■ **PROMPT**: The lines to repeat are those below from the one containing "batch sizes, zero" down to the one containing "if self.capacity.queue_multiplier <= 0.0", both included; reproduce them exactly and nothing else.

[Stored data entries]
»»
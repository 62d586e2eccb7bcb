//! Dispatch engine configuration
//!
//! All tunables live here, grouped by subsystem, with working defaults.
//! Everything is serde-serializable so a deployment can load the tree from
//! a file and [`DispatchConfig::validate`] it before the engine starts.

use std::net::SocketAddr;

use serde::{Deserialize, Serialize};

use crate::error::{DispatchError, Result};

/// Top-level dispatch engine configuration
///
/// # Examples
///
/// ```
/// use chatdesk_engine::config::DispatchConfig;
///
/// let config = DispatchConfig::default();
/// assert_eq!(config.general.base_capacity, 10);
/// assert_eq!(config.dispatcher.tick_interval_secs, 2);
/// assert_eq!(config.monitor.missed_poll_threshold, 3);
/// config.validate().expect("defaults are valid");
/// ```
#[derive(Debug, Clone, Serialize, Deserialize)]
pub struct DispatchConfig {
    /// System-wide settings: bind address, capacity base, shift handoff
    pub general: GeneralConfig,

    /// Admission control and capacity caching
    pub capacity: CapacityConfig,

    /// Dispatcher loop: tick cadence, batch sizes, assignment retries
    pub dispatcher: DispatcherConfig,

    /// Monitor loop: tick cadence and liveness thresholds
    pub monitor: MonitorConfig,
}

/// General system settings
#[derive(Debug, Clone, Serialize, Deserialize)]
pub struct GeneralConfig {
    /// Address the HTTP surface binds to
    pub bind_addr: SocketAddr,

    /// Base concurrent-chat capacity scaled by the seniority multiplier
    ///
    /// An agent's slot count is `floor(base_capacity * multiplier)`.
    pub base_capacity: u32,

    /// Minutes before shift end during which an agent stops taking new chats
    pub shift_handoff_minutes: i64,
}

/// Admission control settings
#[derive(Debug, Clone, Serialize, Deserialize)]
pub struct CapacityConfig {
    /// Queue limit per scope is `floor(capacity * queue_multiplier)`
    pub queue_multiplier: f64,

    /// Seconds a cached capacity figure stays fresh
    pub cache_ttl_secs: u64,
}

/// Dispatcher loop settings
#[derive(Debug, Clone, Serialize, Deserialize)]
pub struct DispatcherConfig {
    /// Seconds between dispatcher ticks
    pub tick_interval_secs: u64,

    /// Maximum head-of-queue sessions offered to the batch optimizer per tick
    pub batch_size: usize,

    /// Maximum sessions promoted from main to overflow per tick
    pub overflow_promotion_batch: usize,

    /// Persistence attempts per assignment before giving up
    pub assignment_retries: u32,

    /// Backoff between attempts is `retry_backoff_base_ms * attempt`
    pub retry_backoff_base_ms: u64,
}

/// Monitor loop settings
#[derive(Debug, Clone, Serialize, Deserialize)]
pub struct MonitorConfig {
    /// Seconds between monitor ticks
    pub tick_interval_secs: u64,

    /// A session is stale once this many seconds pass without a poll
    pub expected_poll_interval_secs: i64,

    /// Missed polls at which a session is inactivated
    pub missed_poll_threshold: u32,
}

impl Default for DispatchConfig {
    fn default() -> Self {
        Self {
            general: GeneralConfig::default(),
            capacity: CapacityConfig::default(),
            dispatcher: DispatcherConfig::default(),
            monitor: MonitorConfig::default(),
        }
    }
}

impl Default for GeneralConfig {
    fn default() -> Self {
        Self {
            bind_addr: "0.0.0.0:8080".parse().expect("static default addr"),
            base_capacity: 10,
            shift_handoff_minutes: 5,
        }
    }
}

impl Default for CapacityConfig {
    fn default() -> Self {
        Self {
            queue_multiplier: 1.5,
            cache_ttl_secs: 5,
        }
    }
}

impl Default for DispatcherConfig {
    fn default() -> Self {
        Self {
            tick_interval_secs: 2,
            batch_size: 10,
            overflow_promotion_batch: 5,
            assignment_retries: 3,
            retry_backoff_base_ms: 100,
        }
    }
}

impl Default for MonitorConfig {
    fn default() -> Self {
        Self {
            tick_interval_secs: 5,
            expected_poll_interval_secs: 1,
            missed_poll_threshold: 3,
        }
    }
}

impl DispatchConfig {
    /// Validate the configuration tree
    ///
    /// Rejects values that would stall the engine (zero batch sizes, zero
    /// intervals) or break the capacity math (non-positive multipliers).
    pub fn validate(&self) -> Result<()> {
        if self.general.base_capacity == 0 {
            return Err(DispatchError::configuration("base_capacity must be positive"));
        }
        if self.general.shift_handoff_minutes < 0 {
            return Err(DispatchError::configuration("shift_handoff_minutes must not be negative"));
        }
        if self.capacity.queue_multiplier <= 0.0 {
            return Err(DispatchError::configuration("queue_multiplier must be positive"));
        }
        if self.dispatcher.tick_interval_secs == 0 {
            return Err(DispatchError::configuration("dispatcher tick_interval_secs must be positive"));
        }
        if self.dispatcher.batch_size == 0 {
            return Err(DispatchError::configuration("dispatcher batch_size must be positive"));
        }
        if self.dispatcher.assignment_retries == 0 {
            return Err(DispatchError::configuration("assignment_retries must be positive"));
        }
        if self.monitor.tick_interval_secs == 0 {
            return Err(DispatchError::configuration("monitor tick_interval_secs must be positive"));
        }
        if self.monitor.expected_poll_interval_secs <= 0 {
            return Err(DispatchError::configuration("expected_poll_interval_secs must be positive"));
        }
        if self.monitor.missed_poll_threshold == 0 {
            return Err(DispatchError::configuration("missed_poll_threshold must be positive"));
        }
        Ok(())
    }
}
//! Liveness monitor loop
//!
//! Runs the timeout service on a fixed cadence. Pass failures are logged
//! and swallowed so the loop outlives transient store errors.

use std::sync::Arc;

use tokio::sync::watch;
use tokio::time::MissedTickBehavior;
use tracing::{error, info};

use crate::config::MonitorConfig;
use crate::monitoring::timeout::SessionTimeoutService;

/// Periodic liveness-monitoring task
pub struct Monitor {
    timeout_service: Arc<SessionTimeoutService>,
    tick_interval_secs: u64,
}

impl Monitor {
    /// Create a monitor over the timeout service
    pub fn new(timeout_service: Arc<SessionTimeoutService>, config: &MonitorConfig) -> Self {
        Self {
            timeout_service,
            tick_interval_secs: config.tick_interval_secs,
        }
    }

    /// Run the tick loop until the shutdown signal flips
    pub async fn run(self: Arc<Self>, mut shutdown: watch::Receiver<bool>) {
        let period = std::time::Duration::from_secs(self.tick_interval_secs);
        let mut ticker = tokio::time::interval(period);
        ticker.set_missed_tick_behavior(MissedTickBehavior::Delay);
        info!("🚀 Monitor started ({}s tick)", self.tick_interval_secs);

        loop {
            tokio::select! {
                _ = ticker.tick() => {
                    if let Err(e) = self.timeout_service.process_timeouts().await {
                        error!("❌ Monitor tick failed: {e}");
                    }
                }
                _ = shutdown.changed() => {
                    if *shutdown.borrow() {
                        info!("🛑 Monitor stopping");
                        break;
                    }
                }
            }
        }
    }
}
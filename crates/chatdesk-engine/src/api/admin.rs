//! # Admin API
//!
//! Read-only snapshots of store contents for supervisors and the HTTP
//! admin routes. Everything here observes; nothing mutates.

use std::sync::Arc;

use chrono::{DateTime, Utc};
use serde::{Deserialize, Serialize};

use crate::agent::{AgentSnapshot, Team};
use crate::error::Result;
use crate::orchestrator::DispatchEngine;
use crate::routing::BusinessHours;
use crate::session::{ChatSession, SessionStatus};

/// Snapshot of both queues and the capacity picture
#[derive(Debug, Clone, Serialize, Deserialize)]
#[serde(rename_all = "camelCase")]
pub struct QueueStatus {
    /// Sessions waiting in the main queue
    pub queue_length: usize,
    /// Sessions waiting in the overflow queue
    pub overflow_queue_length: usize,
    /// Admission limit of the main queue
    pub main_queue_limit: usize,
    /// Admission limit of the overflow queue
    pub overflow_queue_limit: usize,
    /// Combined capacity of the three regular teams
    pub total_capacity: u32,
    /// Capacity of the overflow team
    pub overflow_capacity: u32,
    /// Whether overflow service is currently open
    pub is_office_hours: bool,
    /// Per-agent load at snapshot time
    pub agents: Vec<AgentSnapshot>,
    /// Snapshot instant
    pub timestamp: DateTime<Utc>,
}

/// Read-only administrative views over a running engine
pub struct AdminApi {
    engine: Arc<DispatchEngine>,
}

impl AdminApi {
    /// Create the admin API over an engine
    pub fn new(engine: Arc<DispatchEngine>) -> Self {
        Self { engine }
    }

    /// Every session in the store, newest first
    pub async fn sessions(&self) -> Result<Vec<ChatSession>> {
        self.engine.sessions().all().await
    }

    /// Sessions that are queued, assigned, or active
    pub async fn active_sessions(&self) -> Result<Vec<ChatSession>> {
        let mut live = self.engine.sessions().active_for_monitoring().await?;
        live.sort_by(|a, b| a.created_at.cmp(&b.created_at));
        Ok(live)
    }

    /// Sessions inactivated by the liveness monitor
    pub async fn inactive_sessions(&self) -> Result<Vec<ChatSession>> {
        self.engine.sessions().by_status(SessionStatus::Inactive).await
    }

    /// Queue lengths, limits, and per-agent load
    pub async fn queue_status(&self) -> Result<QueueStatus> {
        let capacity = self.engine.capacity();
        let total_capacity = capacity.total_capacity().await?;
        let overflow_capacity = capacity.team_capacity(Team::Overflow).await?;
        let mut agents = Vec::new();
        for agent in self.engine.agents().all().await? {
            agents.push(agent.snapshot());
        }

        Ok(QueueStatus {
            queue_length: self.engine.sessions().queue_length().await?,
            overflow_queue_length: self.engine.sessions().overflow_queue_length().await?,
            main_queue_limit: capacity.queue_limit(total_capacity),
            overflow_queue_limit: capacity.queue_limit(overflow_capacity),
            total_capacity,
            overflow_capacity,
            is_office_hours: BusinessHours::is_office_hours(self.engine.clock().now()),
            agents,
            timestamp: self.engine.clock().now(),
        })
    }
}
««
■ **FINISHED TASK**:
    /// Rejects values that would stall the engine (zero batch sizes, zero
    /// intervals) or break the capacity math (non-positive multipliers).
    pub fn validate(&self) -> Result<()> {
        if self.general.base_capacity == 0 {
            return Err(DispatchError::configuration("base_capacity must be positive"));
        }
        if self.general.shift_handoff_minutes < 0 {
            return Err(DispatchError::configuration("shift_handoff_minutes must not be negative"));
        }
        if self.capacity.queue_multiplier <= 0.0 {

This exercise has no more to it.